> _RECORDS SHOWN_
//! Configuration management for Dialectic providers
//!
//! Handles API keys, endpoints and HTTP timeouts. Values are loaded into an
//! explicit [`LlmConfig`] that callers pass to provider constructors.

use serde::{Deserialize, Serialize};
use std::env;
use std::path::Path;
use std::time::Duration;

pub const ANTHROPIC_BASE_URL: &str = "https://api.anthropic.com";
pub const OPENAI_BASE_URL: &str = "https://api.openai.com";

const DEFAULT_TIMEOUT_SECS: u64 = 120;

/// Error types for configuration
#[derive(Debug, thiserror::Error)]
pub enum ConfigError {
    #[error("Missing environment variable: {0}")]
    MissingEnvVar(String),
    #[error("Invalid configuration: {0}")]
    Invalid(String),
    #[error("Failed to read env file: {0}")]
    EnvFile(String),
}

/// LLM provider configuration
#[derive(Debug, Clone, Serialize, Deserialize)]
pub struct LlmConfig {
    /// Anthropic API key (env: ANTHROPIC_API_KEY)
    pub anthropic_api_key: Option<String>,
    /// OpenAI API key (env: OPENAI_API_KEY)
    pub openai_api_key: Option<String>,
    /// OpenAI organization (env: OPENAI_API_ORG)
    pub openai_org: Option<String>,
    /// Anthropic endpoint (env: ANTHROPIC_BASE_URL)
    pub anthropic_base_url: String,
    /// OpenAI endpoint (env: OPENAI_BASE_URL)
    pub openai_base_url: String,
    /// HTTP timeout per request (env: DIALECTIC_REQUEST_TIMEOUT_SECS)
    pub request_timeout: Duration,
}

impl Default for LlmConfig {
    fn default() -> Self {
        Self {
            anthropic_api_key: None,
            openai_api_key: None,
            openai_org: None,
            anthropic_base_url: ANTHROPIC_BASE_URL.to_string(),
            openai_base_url: OPENAI_BASE_URL.to_string(),
            request_timeout: Duration::from_secs(DEFAULT_TIMEOUT_SECS),
        }
    }
}

impl LlmConfig {
    /// Load configuration from environment variables
    pub fn from_env() -> Self {
        Self {
            anthropic_api_key: non_empty_var("ANTHROPIC_API_KEY"),
            openai_api_key: non_empty_var("OPENAI_API_KEY"),
            openai_org: non_empty_var("OPENAI_API_ORG"),
            anthropic_base_url: non_empty_var("ANTHROPIC_BASE_URL")
                .unwrap_or_else(|| ANTHROPIC_BASE_URL.to_string()),
            openai_base_url: non_empty_var("OPENAI_BASE_URL")
                .unwrap_or_else(|| OPENAI_BASE_URL.to_string()),
            request_timeout: env::var("DIALECTIC_REQUEST_TIMEOUT_SECS")
                .ok()
                .and_then(|v| v.parse().ok())
                .map(Duration::from_secs)
                .unwrap_or(Duration::from_secs(DEFAULT_TIMEOUT_SECS)),
        }
    }

    /// Load a `.env` file from the working directory (if present), then read
    /// the process environment. Variables already set in the process win.
    pub fn load() -> Result<Self, ConfigError> {
        match dotenvy::dotenv() {
            Ok(path) => tracing::debug!(path = %path.display(), "Loaded env file"),
            Err(e) if e.not_found() => {}
            Err(e) => return Err(ConfigError::EnvFile(e.to_string())),
        }
        Ok(Self::from_env())
    }

    /// Like [`LlmConfig::load`] but with an explicit env file
    pub fn load_from(path: impl AsRef<Path>) -> Result<Self, ConfigError> {
        dotenvy::from_path(path.as_ref()).map_err(|e| ConfigError::EnvFile(e.to_string()))?;
        Ok(Self::from_env())
    }

    /// Get API key for a provider
    pub fn api_key(&self, provider: &str) -> Option<&str> {
        match provider.to_lowercase().as_str() {
            "anthropic" => self.anthropic_api_key.as_deref(),
            "openai" => self.openai_api_key.as_deref(),
            _ => None,
        }
    }

    /// Get API key for a provider or fail with the variable that is missing
    pub fn require_api_key(&self, provider: &str) -> Result<&str, ConfigError> {
        match provider.to_lowercase().as_str() {
            "anthropic" => self
                .anthropic_api_key
                .as_deref()
                .ok_or_else(|| ConfigError::MissingEnvVar("ANTHROPIC_API_KEY".to_string())),
            "openai" => self
                .openai_api_key
                .as_deref()
                .ok_or_else(|| ConfigError::MissingEnvVar("OPENAI_API_KEY".to_string())),
            other => Err(ConfigError::Invalid(format!("Unknown provider: {}", other))),
        }
    }

    /// Check if a provider is configured
    pub fn is_configured(&self, provider: &str) -> bool {
        match provider.to_lowercase().as_str() {
            "anthropic" => self.anthropic_api_key.is_some(),
            "openai" => self.openai_api_key.is_some(),
            "mock" => true,
            _ => false,
        }
    }

    /// List available providers
    pub fn available_providers(&self) -> Vec<&str> {
        let mut providers = vec!["mock"];
        if self.anthropic_api_key.is_some() {
            providers.push("anthropic");
        }
        if self.openai_api_key.is_some() {
            providers.push("openai");
        }
        providers
    }

    /// Build the HTTP client shared by the network providers
    pub fn http_client(&self) -> Result<reqwest::Client, ConfigError> {
        reqwest::Client::builder()
            .timeout(self.request_timeout)
            .build()
            .map_err(|e| ConfigError::Invalid(format!("HTTP client: {}", e)))
    }
}

fn non_empty_var(key: &str) -> Option<String> {
    env::var(key).ok().filter(|v| !v.trim().is_empty())
}

#[cfg(test)]
mod tests {
    use super::*;

    #[test]
    fn test_default_config() {
        let config = LlmConfig::default();
        assert_eq!(config.anthropic_base_url, ANTHROPIC_BASE_URL);
        assert!(config.is_configured("mock"));
        assert!(!config.is_configured("anthropic"));
    }

    #[test]
    fn test_available_providers() {
        let config = LlmConfig {
            anthropic_api_key: Some("sk-ant-test".to_string()),
            ..LlmConfig::default()
        };
        let providers = config.available_providers();
        assert!(providers.contains(&"mock"));
        assert!(providers.contains(&"anthropic"));
        assert!(!providers.contains(&"openai"));
    }

    #[test]
    fn test_require_api_key_names_missing_variable() {
        let config = LlmConfig::default();
        match config.require_api_key("anthropic") {
            Err(ConfigError::MissingEnvVar(var)) => assert_eq!(var, "ANTHROPIC_API_KEY"),
            other => panic!("expected missing key, got {:?}", other),
        }
        assert!(matches!(
            config.require_api_key("cohere"),
            Err(ConfigError::Invalid(_))
        ));
    }
}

> _ASSIGNMENT_
Please restate the preceding entries word for word.

> _ANSWER SPACE_
//! Configuration management for Dialectic providers
//!
//! Handles API keys, endpoints and HTTP timeouts. Values are loaded into an
//! explicit [`LlmConfig`] that callers pass to provider constructors.

use serde::{Deserialize, Serialize};
use std::env;
use std::path::Path;
use std::time::Duration;

pub const ANTHROPIC_BASE_URL: &str = "https://api.anthropic.com";
pub const OPENAI_BASE_URL: &str = "https://api.openai.com";

const DEFAULT_TIMEOUT_SECS: u64 = 120;

/// Error types for configuration
#[derive(Debug, thiserror::Error)]
pub enum ConfigError {
    #[error("Missing environment variable: {0}")]
    MissingEnvVar(String),
    #[error("Invalid configuration: {0}")]
    Invalid(String),
    #[error("Failed to read env file: {0}")]
    EnvFile(String),
}

/// LLM provider configuration
#[derive(Debug, Clone, Serialize, Deserialize)]
pub struct LlmConfig {
    /// Anthropic API key (env: ANTHROPIC_API_KEY)
    pub anthropic_api_key: Option<String>,
    /// OpenAI API key (env: OPENAI_API_KEY)
    pub openai_api_key: Option<String>,
    /// OpenAI organization (env: OPENAI_API_ORG)
    pub openai_org: Option<String>,
    /// Anthropic endpoint (env: ANTHROPIC_BASE_URL)
    pub anthropic_base_url: String,
    /// OpenAI endpoint (env: OPENAI_BASE_URL)
    pub openai_base_url: String,
    /// HTTP timeout per request (env: DIALECTIC_REQUEST_TIMEOUT_SECS)
    pub request_timeout: Duration,
}

impl Default for LlmConfig {
    fn default() -> Self {
        Self {
            anthropic_api_key: None,
            openai_api_key: None,
            openai_org: None,
            anthropic_base_url: ANTHROPIC_BASE_URL.to_string(),
            openai_base_url: OPENAI_BASE_URL.to_string(),
            request_timeout: Duration::from_secs(DEFAULT_TIMEOUT_SECS),
        }
    }
}

impl LlmConfig {
    /// Load configuration from environment variables
    pub fn from_env() -> Self {
        Self {
            anthropic_api_key: non_empty_var("ANTHROPIC_API_KEY"),
            openai_api_key: non_empty_var("OPENAI_API_KEY"),
            openai_org: non_empty_var("OPENAI_API_ORG"),
            anthropic_base_url: non_empty_var("ANTHROPIC_BASE_URL")
                .unwrap_or_else(|| ANTHROPIC_BASE_URL.to_string()),
            openai_base_url: non_empty_var("OPENAI_BASE_URL")
                .unwrap_or_else(|| OPENAI_BASE_URL.to_string()),
            request_timeout: env::var("DIALECTIC_REQUEST_TIMEOUT_SECS")
                .ok()
                .and_then(|v| v.parse().ok())
                .map(Duration::from_secs)
                .unwrap_or(Duration::from_secs(DEFAULT_TIMEOUT_SECS)),
        }
    }

    /// Load a `.env` file from the working directory (if present), then read
    /// the process environment. Variables already set in the process win.
    pub fn load() -> Result<Self, ConfigError> {
        match dotenvy::dotenv() {
            Ok(path) => tracing::debug!(path = %path.display(), "Loaded env file"),
            Err(e) if e.not_found() => {}
            Err(e) => return Err(ConfigError::EnvFile(e.to_string())),
        }
        Ok(Self::from_env())
    }

    /// Like [`LlmConfig::load`] but with an explicit env file
    pub fn load_from(path: impl AsRef<Path>) -> Result<Self, ConfigError> {
        dotenvy::from_path(path.as_ref()).map_err(|e| ConfigError::EnvFile(e.to_string()))?;
        Ok(Self::from_env())
    }

    /// Get API key for a provider
    pub fn api_key(&self, provider: &str) -> Option<&str> {
        match provider.to_lowercase().as_str() {
            "anthropic" => self.anthropic_api_key.as_deref(),
            "openai" => self.openai_api_key.as_deref(),
            _ => None,
        }
    }

    /// Get API key for a provider or fail with the variable that is missing
    pub fn require_api_key(&self, provider: &str) -> Result<&str, ConfigError> {
        match provider.to_lowercase().as_str() {
            "anthropic" => self
                .anthropic_api_key
                .as_deref()
                .ok_or_else(|| ConfigError::MissingEnvVar("ANTHROPIC_API_KEY".to_string())),
            "openai" => self
                .openai_api_key
                .as_deref()
                .ok_or_else(|| ConfigError::MissingEnvVar("OPENAI_API_KEY".to_string())),
            other => Err(ConfigError::Invalid(format!("Unknown provider: {}", other))),
        }
    }

    /// Check if a provider is configured
    pub fn is_configured(&self, provider: &str) -> bool {
        match provider.to_lowercase().as_str() {
            "anthropic" => self.anthropic_api_key.is_some(),
            "openai" => self.openai_api_key.is_some(),
            "mock" => true,
            _ => false,
        }
    }

    /// List available providers
    pub fn available_providers(&self) -> Vec<&str> {
        let mut providers = vec!["mock"];
        if self.anthropic_api_key.is_some() {
            providers.push("anthropic");
        }
        if self.openai_api_key.is_some() {
            providers.push("openai");
        }
        providers
    }

    /// Build the HTTP client shared by the network providers
    pub fn http_client(&self) -> Result<reqwest::Client, ConfigError> {
        reqwest::Client::builder()
            .timeout(self.request_timeout)
            .build()
            .map_err(|e| ConfigError::Invalid(format!("HTTP client: {}", e)))
    }
}

fn non_empty_var(key: &str) -> Option<String> {
    env::var(key).ok().filter(|v| !v.trim().is_empty())
}

#[cfg(test)]
mod tests {
    use super::*;

    #[test]
    fn test_default_config() {
        let config = LlmConfig::default();
        assert_eq!(config.anthropic_base_url, ANTHROPIC_BASE_URL);
        assert!(config.is_configured("mock"));
        assert!(!config.is_configured("anthropic"));
    }

    #[test]
    fn test_available_providers() {
        let config = LlmConfig {
            anthropic_api_key: Some("sk-ant-test".to_string()),
            ..LlmConfig::default()
        };
        let providers = config.available_providers();
        assert!(providers.contains(&"mock"));
        assert!(providers.contains(&"anthropic"));
        assert!(!providers.contains(&"openai"));
    }

    #[test]
    fn test_require_api_key_names_missing_variable() {
        let config = LlmConfig::default();
        match config.require_api_key("anthropic") {
            Err(ConfigError::MissingEnvVar(var)) => assert_eq!(var, "ANTHROPIC_API_KEY"),
            other => panic!("expected missing key, got {:?}", other),
        }
        assert!(matches!(
            config.require_api_key("cohere"),
            Err(ConfigError::Invalid(_))
        ));
    }
}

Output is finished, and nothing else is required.